REPUBLIKA.CO.ID, JAKARTA -- Direktorat Jenderal Pengelolaan Pembiayaan dan Risiko (DJPPR) Kementerian Keuangan mencatat, jumlah utang pemerintah pusat hingga akhir 2017 mencapai Rp 3.938 triliun atau 29,2 persen terhadap Produk Domestik Bruto (PDB). Total utang pemerintah tersebut naik Rp 472 triliun jika dihitung dari posisi akhir 2016 yang sebesar Rp 3.466 triliun.
"Hingga akhir Desember 2017 Produk Domestik Bruto (PDB) Indonesia masih sanggup menutup hampir empat kali dari jumlah outstanding utang pemerintah sejumlah Rp 3.938 triliun atau sekitar 29,2 persen dari PDB," ujar Direktur Jenderal Pengelolaan Pembiayaan dan Risiko Luky Alfirman di Jakarta, Senin (16/1).
Secara lebih perinci, jumlah dari total utang pemerintah tersebut terdiri atas instrumen pinjaman sebesar Rp 744 triliun atau 18,9 persen dari total outstanding.

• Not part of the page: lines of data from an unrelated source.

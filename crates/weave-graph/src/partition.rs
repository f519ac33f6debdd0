//! Edge partition by color label

use crate::error::{GraphError, Result};
use crate::model::{ColoredEdge, EdgeColor};

/// Edges split into the two drawable classes plus everything else.
///
/// Each list keeps input order. Every edge lands in exactly one list.
#[derive(Debug, Clone, Default, PartialEq)]
pub struct EdgePartition {
    pub normal: Vec<ColoredEdge>,
    pub highlighted: Vec<ColoredEdge>,
    pub other: Vec<ColoredEdge>,
}

impl EdgePartition {
    pub fn from_edges<I>(edges: I) -> Self
    where
        I: IntoIterator<Item = ColoredEdge>,
    {
        let mut partition = EdgePartition::default();
        for edge in edges {
            match edge.color {
                EdgeColor::Normal => partition.normal.push(edge),
                EdgeColor::Highlighted => partition.highlighted.push(edge),
                EdgeColor::Other(_) => partition.other.push(edge),
            }
        }
        partition
    }

    pub fn len(&self) -> usize {
        self.normal.len() + self.highlighted.len() + self.other.len()
    }

    pub fn is_empty(&self) -> bool {
        self.len() == 0
    }

    /// Fail if any edge carries a label outside the two drawable classes.
    pub fn ensure_exhaustive(&self) -> Result<()> {
        match self.other.first() {
            None => Ok(()),
            Some(edge) => Err(GraphError::UnknownColor {
                label: edge.color.to_string(),
                a: edge.a,
                b: edge.b,
                count: self.other.len(),
            }),
        }
    }

    /// Log dropped edges instead of failing.
    pub fn warn_unknown(&self) {
        for edge in &self.other {
            tracing::warn!(
                "Edge ({}, {}) has unknown color `{}`; it will not be drawn",
                edge.a,
                edge.b,
                edge.color
            );
        }
    }
}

Sementara, untuk Surat Berharga Negara (SBN) sebesar Rp 3.194,7 triliun atau 81,1 persen dari total outstanding.
Dari instrumen pinjaman, untuk pinjaman luar negeri sebesar Rp 738,4 triliun atau 18,7 persen. Komposisi pinjaman luar negeri berdasarkan pemberi pinjaman terbagi dalam pinjaman bilateral Rp 313,7 triliun atau 8 persen, multilateral sebesar Rp 381,2 triliun atau 9,7 persen, komersil sebesar Rp 42,6 triliun atau 1,1 persen. Sementara, untuk pinjaman dalam negeri sebesar Rp 5,5 triliun.
Sedangkan dari SBN, porsi SBN berdenominasi valas lebih kecil dibandingkan SBN rupiah. Hal itu masing-masing 21,7 persen atau sebesar Rp 853,6 triliun dan 59,4 persen atau sebesar Rp 2.341,1 triliun.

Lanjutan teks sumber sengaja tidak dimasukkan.